Q: What do you hope to learn and accomplish through this work?

A: It is expensive to be poor in America. The less money you have, the more money it costs to deal with money. We have built a financial services system that is a reverse Robinhood, taking from those with less and showering benefits on those with more.

For example, a basic checking account is often free as long as you have $1,000 in the bank and when you have less than $1,000 in the bank, it’s $10 a month. Access to credit, whether in the form of a $500 loan or simply a few days of overdraft coverage when your bank account goes below zero is shockingly expensive if you’re living paycheck-to-paycheck, while it’s relatively cheap to borrow $20,000 if you’re wealthy.

My project is trying to reimagine the financial system from the point of view of working people. That is, if we were going to build a new basic financial services system from scratch to meet the needs of people with low-to-moderate incomes, what would such a system look like?

Too often the research and policymaking in financial services has been driven by assumptions held by those with money about how those without money live. By listening to working families, I hope to find new facts and realities about the world they experience. For example, my past RWJF-funded research uncovered that 70% of people who use check cashers also have a bank account. When faced with that data, you realize the policy prescription of getting people into the banking system is not the solution to expensive alternative financial services such as check cashing. That’s why we want to start by finding out what consumers need from their perspective, then imagine what the system to meet those needs could look like.

Photo by Ales Nesetril on Unsplash

Q: What signals of the future or emerging trends were you noticing that led you to want to do this project?
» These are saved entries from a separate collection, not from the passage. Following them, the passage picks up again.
// src/config.rs
// Site-wide constants. Content lives in content/*.json; these are the fixed bits of chrome.

pub const SITE_NAME: &str = "Little Sprouts Early Learning";
pub const TAGLINE: &str = "Play-based learning for curious kids aged 2 to 6.";

// Shown to humans; PHONE_DIAL is what the tel: link dials.
pub const PHONE_DISPLAY: &str = "(555) 123-4567";
pub const PHONE_DIAL: &str = "+15551234567";

pub const EMAIL: &str = "hello@littlesprouts.example";
pub const ADDRESS_LINES: &[&str] = &["42 Maple Grove", "Springfield, ST 12345"];

#[derive(Debug, Clone, PartialEq)]
pub struct OpeningHours {
    pub days: &'static str,
    pub hours: &'static str,
}

pub const OPENING_HOURS: &[OpeningHours] = &[
    OpeningHours { days: "Monday to Friday", hours: "7:30am to 6:00pm" },
    OpeningHours { days: "Saturday", hours: "9:00am to 12:00pm" },
    OpeningHours { days: "Sunday", hours: "Closed" },
];

pub fn tel_href() -> String {
    format!("tel:{PHONE_DIAL}")
}
// src/pages/contact.rs
use yew::prelude::*;

use crate::config;

#[function_component(Contact)]
pub fn contact() -> Html {
    html! {
      <section class="grid">
        <div class="card">
          <div class="card-h">
            <h1 class="card-t">{ "Visit or call us" }</h1>
            <p class="card-p">{ "Tours run every weekday morning. Give us a ring and we'll find a time that suits." }</p>
          </div>
          <div class="card-b">
            <div class="kv">
              <div class="k">
                <div class="label">{ "Phone" }</div>
                <div class="value"><a href={config::tel_href()}>{ config::PHONE_DISPLAY }</a></div>
              </div>
              <div class="k">
                <div class="label">{ "Email" }</div>
                <div class="value"><a href={format!("mailto:{}", config::EMAIL)}>{ config::EMAIL }</a></div>
              </div>
              <div class="k">
                <div class="label">{ "Address" }</div>
                <div class="value">
                  { for config::ADDRESS_LINES.iter().map(|l| html! { <div>{ *l }</div> }) }
                </div>
              </div>
            </div>
          </div>
        </div>

        <div class="card">
          <div class="card-h">
            <h2 class="card-t">{ "Opening hours" }</h2>
          </div>
          <div class="card-b">
            <div class="kv">
              { for config::OPENING_HOURS.iter().map(|h| html! {
                <div class="k">
                  <div class="label">{ h.days }</div>
                  <div class="value">{ h.hours }</div>
                </div>
              }) }
            </div>
          </div>
        </div>
      </section>
    }
}
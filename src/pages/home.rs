// src/pages/home.rs
use std::rc::Rc;

use yew::prelude::*;

use crate::catalog::Catalog;
use crate::components::{ActivityCards, CallToAction};
use crate::config;

#[function_component(Home)]
pub fn home() -> Html {
    let catalog = use_context::<Rc<Catalog>>().unwrap_or_default();
    let empty = catalog.is_empty();

    html! {
      <>
        <section class="hero">
          <div class="badge">{ "Now enrolling" }</div>
          <h1 class="h1">{ config::SITE_NAME }</h1>
          <p class="sub">{ config::TAGLINE }</p>
        </section>

        <section id="activities">
          <h2 class="section-t">{ "Our Activities" }</h2>
          <p class="card-p">{ "Every day mixes creativity, movement, discovery and time with friends." }</p>
          if empty {
            <p class="card-p">{ "New programmes are on their way." }</p>
          }
          <ActivityCards {catalog} />
        </section>

        <CallToAction />
      </>
    }
}
// src/main.rs
mod app;
mod catalog;
mod components;
mod config;
mod pages;

use std::rc::Rc;

use gloo::console;

use app::{App, AppProps};
use catalog::Catalog;

fn main() {
    // Content defects are fatal: never mount a site with a broken catalog.
    let catalog = match Catalog::bundled() {
        Ok(c) => c,
        Err(e) => {
            console::error!(format!("activity catalog rejected: {e}"));
            return;
        }
    };
    console::log!(format!("{} activities loaded", catalog.len()));

    yew::Renderer::<App>::with_props(AppProps {
        catalog: Rc::new(catalog),
    })
    .render();
}
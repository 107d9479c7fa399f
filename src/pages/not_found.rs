use yew::prelude::*;
use yew_router::prelude::*;

use crate::app::Route;

#[function_component(NotFound)]
pub fn not_found() -> Html {
    html! {
      <section class="card">
        <div class="card-h">
          <h1 class="card-t">{ "Page not found" }</h1>
          <p class="card-p">{ "We couldn't find that page." }</p>
        </div>
        <div class="card-b">
          <Link<Route> to={Route::Home} classes={classes!("btn")}>{ "Back to home" }</Link<Route>>
        </div>
      </section>
    }
}
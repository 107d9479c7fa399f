// src/components/call_to_action.rs
use yew::prelude::*;
use yew_router::prelude::*;

use crate::app::Route;
use crate::config;

/// The two ways out of the call-to-action block.
#[derive(Debug, Clone, PartialEq)]
pub struct CtaActions {
    pub contact: Route,
    pub phone_href: String,
    pub phone_label: &'static str,
}

pub fn actions() -> CtaActions {
    CtaActions {
        contact: Route::Contact,
        phone_href: config::tel_href(),
        phone_label: config::PHONE_DISPLAY,
    }
}

#[function_component(CallToAction)]
pub fn call_to_action() -> Html {
    let CtaActions {
        contact,
        phone_href,
        phone_label,
    } = actions();

    html! {
      <section class="cta" aria-labelledby="cta-title">
        <div class="cta-inner">
          <h2 id="cta-title" class="cta-title">{ "Come and see us in action" }</h2>
          <p class="cta-sub">
            { "Book a visit to meet our educators, tour the rooms and see a morning of play for yourself." }
          </p>
          <div class="row">
            <Link<Route> to={contact} classes={classes!("btn")}>
              { "Schedule a Visit" }
            </Link<Route>>
            <a class="btn btn2" href={phone_href}>
              { format!("Call {phone_label}") }
            </a>
          </div>
        </div>
      </section>
    }
}
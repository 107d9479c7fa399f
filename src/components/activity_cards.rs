// src/components/activity_cards.rs
use std::rc::Rc;

use yew::prelude::*;
use yew_router::prelude::*;

use crate::app::Route;
use crate::catalog::{Activity, Catalog};

/// Everything one card shows, taken verbatim from its `Activity`.
#[derive(Debug, Clone, PartialEq)]
pub struct CardFragment {
    pub key: String,
    pub title: String,
    pub description: String,
    pub image: String,
    pub tags: Vec<String>,
    pub details: String,
    // color / iconColor pass straight through as CSS classes
    pub surface_class: String,
    pub icon_class: String,
    pub link: Route,
}

impl From<&Activity> for CardFragment {
    fn from(a: &Activity) -> Self {
        Self {
            key: a.id.clone(),
            title: a.title.clone(),
            description: a.description.clone(),
            image: a.image.clone(),
            tags: a.tags.clone(),
            details: a.details.clone(),
            surface_class: a.color.clone(),
            icon_class: a.icon_color.clone(),
            link: Route::Activity { id: a.id.clone() },
        }
    }
}

/// One fragment per activity, in catalog order.
pub fn project(activities: &[Activity]) -> Vec<CardFragment> {
    activities.iter().map(CardFragment::from).collect()
}

#[derive(Properties, PartialEq)]
pub struct ActivityCardsProps {
    pub catalog: Rc<Catalog>,
}

#[function_component(ActivityCards)]
pub fn activity_cards(props: &ActivityCardsProps) -> Html {
    let cards = project(props.catalog.as_slice());

    html! {
      <div class="activity-grid">
        { for cards.into_iter().map(|card| {
            let key = card.key.clone();
            html! { <ActivityCard key={key} card={card} /> }
        }) }
      </div>
    }
}

#[derive(Properties, PartialEq)]
pub struct ActivityCardProps {
    pub card: CardFragment,
}

#[function_component(ActivityCard)]
pub fn activity_card(props: &ActivityCardProps) -> Html {
    let card = &props.card;

    html! {
      <article class={format!("card activity-card {}", card.surface_class)}>
        <img class="activity-img" src={card.image.clone()} alt={card.title.clone()} loading="lazy" />
        <div class="card-b">
          <div class="activity-head">
            <span class={format!("activity-icon {}", card.icon_class)} aria-hidden="true">{ "✦" }</span>
            <h3 class="card-t">{ card.title.clone() }</h3>
          </div>
          <p class="card-p">{ card.description.clone() }</p>

          <ul class="tags">
            { for card.tags.iter().map(|t| html! { <li class="tag">{ t.clone() }</li> }) }
          </ul>

          // native disclosure, so the card itself stays stateless
          <details class="activity-more">
            <summary>{ "More about this" }</summary>
            <p>{ card.details.clone() }</p>
          </details>

          <Link<Route> to={card.link.clone()} classes={classes!("chip")}>
            { "See the full programme →" }
          </Link<Route>>
        </div>
      </article>
    }
}
/*
 * tempdir.rs
 *
 * Per-user scratch directory: /tmp/cronutils-<user>. Default home for
 * runlock's .pid files and runstat's .stat files.
 *
 * /tmp is shared, so a directory that's already there gets checked before
 * we trust it: real directory (not a symlink), ours, and nobody else can
 * write into it.
 */

use std::ffi::{CStr, OsStr};
use std::fs::{self, DirBuilder};
use std::io;
use std::os::unix::fs::{DirBuilderExt, MetadataExt};
use std::path::{Path, PathBuf};

use crate::error::{CronError, Result};

const DEFAULT_BASE: &str = "/tmp";
const PREFIX: &str = "cronutils-";

/* passwd lookups can need more than the usual 1k for big NSS backends */
const PWBUF_START: usize = 1024;
const PWBUF_MAX: usize = 1 << 20;

/// Last path component of `command`, e.g. `backup` for `/usr/local/bin/backup`.
///
/// Used to name per-command files in the temp dir.
#[must_use]
pub fn command_basename(command: &str) -> &str {
    Path::new(command)
        .file_name()
        .and_then(OsStr::to_str)
        .unwrap_or(command)
}

/// Login name for `uid`, via getpwuid_r.
pub fn username_for(uid: libc::uid_t) -> Result<String> {
    let mut buf: Vec<libc::c_char> = vec![0; PWBUF_START];
    loop {
        // SAFETY: passwd is a plain C struct, all-zero is a valid out-parameter.
        let mut pwd: libc::passwd = unsafe { core::mem::zeroed() };
        let mut found: *mut libc::passwd = core::ptr::null_mut();

        // SAFETY: pwd, buf and found are valid for the duration of the call,
        // and buf.len() is the real size of buf.
        let ret = unsafe { libc::getpwuid_r(uid, &mut pwd, buf.as_mut_ptr(), buf.len(), &mut found) };

        if ret == libc::ERANGE && buf.len() < PWBUF_MAX {
            buf.resize(buf.len() * 2, 0);
            continue;
        }
        if ret != 0 {
            return Err(CronError::TempDir(format!("getpwuid_r: errno {ret}")));
        }
        if found.is_null() {
            return Err(CronError::UnknownUser(uid));
        }

        // SAFETY: on success pw_name points at a NUL-terminated string inside buf.
        let name = unsafe { CStr::from_ptr(pwd.pw_name) };
        return Ok(name.to_string_lossy().into_owned());
    }
}

/// `/tmp/cronutils-<user>` for the effective uid, created if missing.
pub fn make_tempdir() -> Result<PathBuf> {
    make_tempdir_in(Path::new(DEFAULT_BASE))
}

/// Same as [`make_tempdir`] but under `base` instead of `/tmp`.
pub fn make_tempdir_in(base: &Path) -> Result<PathBuf> {
    // SAFETY: geteuid has no preconditions and cannot fail.
    let euid = unsafe { libc::geteuid() };

    /* containers often run as a uid with no passwd entry */
    let user = match username_for(euid) {
        Ok(name) => name,
        Err(CronError::UnknownUser(uid)) => {
            tracing::debug!(uid, "no passwd entry, naming temp dir by uid");
            uid.to_string()
        }
        Err(e) => return Err(e),
    };

    let dir = base.join(format!("{PREFIX}{user}"));
    tracing::debug!("temp dir is {}", dir.display());

    match DirBuilder::new().mode(0o700).create(&dir) {
        Ok(()) => {}
        Err(e) if e.kind() == io::ErrorKind::AlreadyExists => {}
        Err(e) => return Err(CronError::TempDir(format!("{}: {e}", dir.display()))),
    }

    check_tempdir(&dir, euid, &user)?;
    Ok(dir)
}

/* we created it or found it; either way it has to pass before we write there */
fn check_tempdir(dir: &Path, euid: libc::uid_t, user: &str) -> Result<()> {
    let shown = dir.display();
    let meta = fs::symlink_metadata(dir).map_err(|e| CronError::TempDir(format!("{shown}: {e}")))?;

    if !meta.is_dir() {
        return Err(CronError::TempDirNotDirectory(shown.to_string()));
    }
    if meta.uid() != euid {
        return Err(CronError::TempDirInsecure(format!("{shown} is not owned by {user}")));
    }

    let mode = meta.mode() & 0o777;
    if mode & 0o700 != 0o700 || mode & 0o022 != 0 {
        return Err(CronError::TempDirInsecure(format!(
            "{shown} has insecure permissions {mode:o}"
        )));
    }
    Ok(())
}

#[cfg(test)]
mod tests {
    use super::*;
    use std::os::unix::fs::PermissionsExt;

    fn euid() -> libc::uid_t {
        // SAFETY: geteuid has no preconditions.
        unsafe { libc::geteuid() }
    }

    #[test]
    fn test_command_basename() {
        assert_eq!(command_basename("/usr/local/bin/backup"), "backup");
        assert_eq!(command_basename("backup"), "backup");
        assert_eq!(command_basename("./jobs/rotate.sh"), "rotate.sh");
    }

    #[test]
    fn test_creates_private_dir() {
        let base = tempfile::tempdir().unwrap();
        let dir = make_tempdir_in(base.path()).unwrap();

        assert!(dir.starts_with(base.path()));
        let name = dir.file_name().unwrap().to_str().unwrap();
        assert!(name.starts_with("cronutils-"), "{name}");

        let meta = fs::metadata(&dir).unwrap();
        assert!(meta.is_dir());
        assert_eq!(meta.uid(), euid());
        assert_eq!(meta.mode() & 0o077, 0, "group/other bits on fresh dir");
    }

    #[test]
    fn test_existing_dir_reused() {
        let base = tempfile::tempdir().unwrap();
        let first = make_tempdir_in(base.path()).unwrap();
        fs::write(first.join("keep"), b"x").unwrap();
        let second = make_tempdir_in(base.path()).unwrap();
        assert_eq!(first, second);
        assert!(second.join("keep").exists());
    }

    #[test]
    fn test_regular_file_rejected() {
        let base = tempfile::tempdir().unwrap();
        let dir = make_tempdir_in(base.path()).unwrap();
        fs::remove_dir(&dir).unwrap();
        fs::write(&dir, b"not a dir").unwrap();

        let err = make_tempdir_in(base.path()).unwrap_err();
        assert!(matches!(err, CronError::TempDirNotDirectory(_)), "{err:?}");
        assert_eq!(err.exit_code(), crate::exit_codes::IOERR);
    }

    #[test]
    fn test_symlink_rejected() {
        let base = tempfile::tempdir().unwrap();
        let dir = make_tempdir_in(base.path()).unwrap();
        let elsewhere = base.path().join("elsewhere");
        fs::rename(&dir, &elsewhere).unwrap();
        std::os::unix::fs::symlink(&elsewhere, &dir).unwrap();

        let err = make_tempdir_in(base.path()).unwrap_err();
        assert!(matches!(err, CronError::TempDirNotDirectory(_)), "{err:?}");
    }

    #[test]
    fn test_world_writable_rejected() {
        let base = tempfile::tempdir().unwrap();
        let dir = make_tempdir_in(base.path()).unwrap();
        fs::set_permissions(&dir, fs::Permissions::from_mode(0o777)).unwrap();

        let err = make_tempdir_in(base.path()).unwrap_err();
        assert!(matches!(err, CronError::TempDirInsecure(_)), "{err:?}");
        assert_eq!(err.exit_code(), crate::exit_codes::NOPERM);
    }

    #[test]
    fn test_owner_without_access_rejected() {
        let base = tempfile::tempdir().unwrap();
        let dir = make_tempdir_in(base.path()).unwrap();
        fs::set_permissions(&dir, fs::Permissions::from_mode(0o500)).unwrap();

        let err = make_tempdir_in(base.path()).unwrap_err();
        assert!(matches!(err, CronError::TempDirInsecure(_)), "{err:?}");

        /* so tempfile can clean up */
        fs::set_permissions(&dir, fs::Permissions::from_mode(0o700)).unwrap();
    }

    #[test]
    fn test_foreign_owner_rejected() {
        /* chown needs root; nothing to check otherwise */
        if euid() != 0 {
            return;
        }
        let base = tempfile::tempdir().unwrap();
        let dir = make_tempdir_in(base.path()).unwrap();
        std::os::unix::fs::chown(&dir, Some(65534), None).unwrap();

        let err = make_tempdir_in(base.path()).unwrap_err();
        assert!(matches!(err, CronError::TempDirInsecure(_)), "{err:?}");
    }

    #[test]
    fn test_username_for_current_user() {
        match username_for(euid()) {
            Ok(name) => assert!(!name.is_empty()),
            Err(CronError::UnknownUser(uid)) => assert_eq!(uid, euid()),
            Err(e) => panic!("unexpected error: {e}"),
        }
    }
}
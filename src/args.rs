/*
 * args.rs
 *
 * Clap derive macros handle parsing. Life's too short to do this by hand.
 *
 * Same flags as the cronutils tools people already have in their
 * crontabs: -t, -f, -C, -d. Don't rename them.
 *
 * The command is one trailing positional. Once the first word of the
 * command is seen everything after it belongs to the command, so
 * `runlock -t 10 rsync -d src dst` hands -d to rsync, not to us.
 *
 * Timeouts are taken as strings and checked here: a bad number is a data
 * error (65), not a usage error (64).
 */

use std::io;
use std::path::PathBuf;

use clap::{CommandFactory, Parser};
use clap_complete::Shell;

use crate::alarm::{AlarmConfig, DEFAULT_TIMEOUT_SECS};
use crate::error::{CronError, Result};
use crate::lock::{DEFAULT_LOCK_TIMEOUT_SECS, LockConfig};
use crate::stats::StatConfig;

#[derive(Parser, Debug)]
#[command(
    name = "runalarm",
    version,
    about = "Run a command, killing it if it runs too long",
    long_about = "Try to run COMMAND in a subprocess, and kill its whole process group \
                  if it is still running after the timeout.\n\n\
                  A timeout of 0 disables the alarm.",
    after_help = "Exit status:\n\
                  128+SIGALRM if COMMAND timed out\n\
                  128+N if COMMAND was killed by signal N\n\
                  the exit status of COMMAND otherwise"
)]
pub struct AlarmArgs {
    /// Seconds to let the command run before killing it.
    #[arg(short = 't', value_name = "SECONDS", allow_hyphen_values = true, default_value_t = DEFAULT_TIMEOUT_SECS.to_string())]
    pub timeout: String,

    /// Send log messages to stderr as well as syslog.
    #[arg(short = 'd')]
    pub debug: bool,

    /// Generate shell completions and exit.
    #[arg(long = "completions", value_name = "SHELL")]
    pub completions: Option<Shell>,

    /// Command to run, followed by its arguments.
    #[arg(value_name = "COMMAND", trailing_var_arg = true)]
    pub command: Vec<String>,
}

#[derive(Parser, Debug)]
#[command(
    name = "runlock",
    version,
    about = "Run a command while holding an exclusive lock",
    long_about = "Prevent concurrent execution of COMMAND by holding an exclusive lock \
                  while it runs. Another runlock on the same lock file waits up to the \
                  timeout, then exits with status 73 without running anything.\n\n\
                  A timeout of 0 waits forever.",
    after_help = "Exit status:\n\
                  73 if the lock is held by another process\n\
                  the exit status of COMMAND otherwise"
)]
pub struct LockArgs {
    /// Seconds to wait to acquire the lock.
    #[arg(short = 't', value_name = "SECONDS", allow_hyphen_values = true, default_value_t = DEFAULT_LOCK_TIMEOUT_SECS.to_string())]
    pub timeout: String,

    /// Path to use as the lock file (default: per-user temp dir).
    #[arg(short = 'f', value_name = "LOCKFILE")]
    pub lock_file: Option<PathBuf>,

    /// Send log messages to stderr as well as syslog.
    #[arg(short = 'd')]
    pub debug: bool,

    /// Generate shell completions and exit.
    #[arg(long = "completions", value_name = "SHELL")]
    pub completions: Option<Shell>,

    /// Command to run, followed by its arguments.
    #[arg(value_name = "COMMAND", trailing_var_arg = true)]
    pub command: Vec<String>,
}

#[derive(Parser, Debug)]
#[command(
    name = "runstat",
    version,
    about = "Run a command and record its runtime statistics",
    long_about = "Execute COMMAND in a subprocess and, once it has terminated, write its \
                  exit status, timestamps, elapsed time and resource usage to a \
                  statistics file. Optionally push the same values to collectd."
)]
pub struct StatArgs {
    /// Path to save the statistics file (default: per-user temp dir).
    #[arg(short = 'f', value_name = "STATFILE")]
    pub stats_file: Option<PathBuf>,

    /// Path to the collectd unixsock plugin socket.
    #[arg(short = 'C', value_name = "SOCKET")]
    pub collectd_socket: Option<PathBuf>,

    /// Send log messages to stderr as well as syslog.
    #[arg(short = 'd')]
    pub debug: bool,

    /// Generate shell completions and exit.
    #[arg(long = "completions", value_name = "SHELL")]
    pub completions: Option<Shell>,

    /// Command to run, followed by its arguments.
    #[arg(value_name = "COMMAND", trailing_var_arg = true)]
    pub command: Vec<String>,
}

/// Which utility we are, picked from the name we were run as.
#[derive(Debug, Clone, Copy, PartialEq, Eq)]
pub enum Tool {
    Alarm,
    Lock,
    Stat,
}

impl Tool {
    /// `argv[0]`, path and all. Install-time renames like `runlock-1.5`
    /// still match on the prefix.
    #[must_use]
    pub fn from_argv0(argv0: &str) -> Option<Self> {
        let name = crate::tempdir::command_basename(argv0);
        if name.starts_with("runalarm") {
            Some(Self::Alarm)
        } else if name.starts_with("runlock") {
            Some(Self::Lock)
        } else if name.starts_with("runstat") {
            Some(Self::Stat)
        } else {
            None
        }
    }

    #[must_use]
    pub const fn name(self) -> &'static str {
        match self {
            Self::Alarm => "runalarm",
            Self::Lock => "runlock",
            Self::Stat => "runstat",
        }
    }
}

/// Whole seconds, non-negative. Anything else is a data error.
pub fn parse_timeout(s: &str) -> Result<u32> {
    s.parse::<u32>()
        .map_err(|_| CronError::InvalidTimeout(s.to_string()))
}

/* first word is the program, the whole vec is its argv */
fn split_command(command: Vec<String>) -> Result<(String, Vec<String>)> {
    match command.first() {
        Some(program) => Ok((program.clone(), command)),
        None => Err(CronError::MissingCommand),
    }
}

/// Generate shell completions for `C` to stdout.
pub fn print_completions<C: CommandFactory>(shell: Shell, bin_name: &str) {
    let mut cmd = C::command();
    clap_complete::generate(shell, &mut cmd, bin_name, &mut io::stdout());
}

impl AlarmConfig {
    pub fn from_args(args: AlarmArgs) -> Result<Self> {
        let timeout_secs = parse_timeout(&args.timeout)?;
        let (command, args) = split_command(args.command)?;
        Ok(Self {
            timeout_secs,
            command,
            args,
        })
    }
}

impl LockConfig {
    pub fn from_args(args: LockArgs) -> Result<Self> {
        let timeout_secs = parse_timeout(&args.timeout)?;
        let lock_path = args.lock_file;
        let (command, args) = split_command(args.command)?;
        Ok(Self {
            timeout_secs,
            lock_path,
            command,
            args,
        })
    }
}

impl StatConfig {
    pub fn from_args(args: StatArgs) -> Result<Self> {
        let stats_path = args.stats_file;
        let collectd_socket = args.collectd_socket;
        let (command, args) = split_command(args.command)?;
        Ok(Self {
            stats_path,
            collectd_socket,
            command,
            args,
        })
    }
}

#[cfg(test)]
mod tests {
    use super::*;

    #[test]
    fn test_alarm_minimal_args() {
        let args = AlarmArgs::try_parse_from(["runalarm", "sleep", "10"]).unwrap();
        assert_eq!(args.timeout, "86400");
        assert!(!args.debug);
        assert!(args.completions.is_none());
        assert_eq!(args.command, vec!["sleep", "10"]);

        let config = AlarmConfig::from_args(args).unwrap();
        assert_eq!(config.timeout_secs, 86_400);
        assert_eq!(config.command, "sleep");
        assert_eq!(config.args, vec!["sleep", "10"]);
    }

    #[test]
    fn test_alarm_all_options() {
        let args = AlarmArgs::try_parse_from(["runalarm", "-d", "-t", "30", "backup", "--full"]).unwrap();
        assert!(args.debug);
        let config = AlarmConfig::from_args(args).unwrap();
        assert_eq!(config.timeout_secs, 30);
        assert_eq!(config.args, vec!["backup", "--full"]);
    }

    #[test]
    fn test_command_flags_not_ours() {
        /* -d after the command word belongs to the command */
        let args = AlarmArgs::try_parse_from(["runalarm", "-t", "5", "rsync", "-d", "-t", "x"]).unwrap();
        assert!(!args.debug);
        assert_eq!(args.timeout, "5");
        assert_eq!(args.command, vec!["rsync", "-d", "-t", "x"]);
    }

    #[test]
    fn test_command_with_dashes() {
        /* commands starting with - need the -- separator */
        let args = LockArgs::try_parse_from(["runlock", "--", "-weird", "arg"]).unwrap();
        assert_eq!(args.command, vec!["-weird", "arg"]);
    }

    #[test]
    fn test_missing_command() {
        let args = AlarmArgs::try_parse_from(["runalarm", "-t", "5"]).unwrap();
        let err = AlarmConfig::from_args(args).unwrap_err();
        assert!(matches!(err, CronError::MissingCommand));
        assert_eq!(err.exit_code(), crate::exit_codes::USAGE);
    }

    #[test]
    fn test_unknown_option_is_clap_error() {
        assert!(AlarmArgs::try_parse_from(["runalarm", "-x", "cmd"]).is_err());
    }

    #[test]
    fn test_bad_timeouts() {
        for bad in ["abc", "-5", "1.5", "", "10s", "99999999999"] {
            let err = parse_timeout(bad).unwrap_err();
            assert!(matches!(err, CronError::InvalidTimeout(_)), "{bad:?}");
            assert_eq!(err.exit_code(), crate::exit_codes::DATAERR);
        }
        assert_eq!(parse_timeout("0").unwrap(), 0);
    }

    #[test]
    fn test_lock_defaults() {
        let args = LockArgs::try_parse_from(["runlock", "backup"]).unwrap();
        let config = LockConfig::from_args(args).unwrap();
        assert_eq!(config.timeout_secs, 5);
        assert!(config.lock_path.is_none());
        assert_eq!(config.command, "backup");
    }

    #[test]
    fn test_lock_all_options() {
        let args =
            LockArgs::try_parse_from(["runlock", "-d", "-f", "/var/lock/job", "-t", "0", "job", "a"]).unwrap();
        assert!(args.debug);
        let config = LockConfig::from_args(args).unwrap();
        assert_eq!(config.timeout_secs, 0);
        assert_eq!(config.lock_path, Some(PathBuf::from("/var/lock/job")));
        assert_eq!(config.args, vec!["job", "a"]);
    }

    #[test]
    fn test_lock_negative_timeout() {
        let args = LockArgs::try_parse_from(["runlock", "-t", "-5", "job"]).unwrap();
        assert_eq!(args.timeout, "-5");
        let err = LockConfig::from_args(args).unwrap_err();
        assert_eq!(err.exit_code(), crate::exit_codes::DATAERR);
    }

    #[test]
    fn test_stat_options() {
        let args = StatArgs::try_parse_from([
            "runstat",
            "-f",
            "/var/tmp/job.stat",
            "-C",
            "/var/run/collectd.sock",
            "job",
        ])
        .unwrap();
        let config = StatConfig::from_args(args).unwrap();
        assert_eq!(config.stats_path, Some(PathBuf::from("/var/tmp/job.stat")));
        assert_eq!(config.collectd_socket, Some(PathBuf::from("/var/run/collectd.sock")));
        assert_eq!(config.command, "job");
    }

    #[test]
    fn test_stat_has_no_timeout() {
        assert!(StatArgs::try_parse_from(["runstat", "-t", "5", "job"]).is_err());
    }

    #[test]
    fn test_tool_from_argv0() {
        assert_eq!(Tool::from_argv0("runalarm"), Some(Tool::Alarm));
        assert_eq!(Tool::from_argv0("/usr/bin/runlock"), Some(Tool::Lock));
        assert_eq!(Tool::from_argv0("./target/debug/runstat"), Some(Tool::Stat));
        assert_eq!(Tool::from_argv0("runlock-1.5"), Some(Tool::Lock));
        assert_eq!(Tool::from_argv0("cronutils"), None);
        assert_eq!(Tool::Alarm.name(), "runalarm");
    }

    #[test]
    fn test_completions_flag() {
        let args = StatArgs::try_parse_from(["runstat", "--completions", "bash"]).unwrap();
        assert_eq!(args.completions, Some(Shell::Bash));
        assert!(args.command.is_empty());
    }
}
A: The digitization of financial services is creating a whole new way for people to move, access and engage with money. For example, it’s allowing people to access their money without requiring physical proximity, and opening up a brand-new set of information available to make credit determination. This trend presents an amazing opportunity to alter and propose new sets of financial services in the 21st century where the power of a bank branch is in the palm of every smartphone.

Second, the crypto boom was heavily adopted by young people and people of color. This indicates a willingness of millions of people who were ill-served by the current system to jump headfirst into a new system. Crypto has faced major problems and may not be the right answer, but the fact that so many people with so little were willing to invest and give it a shot signals a huge appetite for something new and different.

Q: Looking ahead five, ten, fifteen years from now, how do you see this work helping individuals and communities create healthier, more equitable futures?

A: The financial services system is a silent driver of inequity. It’s a system predicated on the outdated assumption that people always have a little cushion in their bank account, a predictable and steady stream of income for themselves and their family, and easy access to low-cost borrowing when needed.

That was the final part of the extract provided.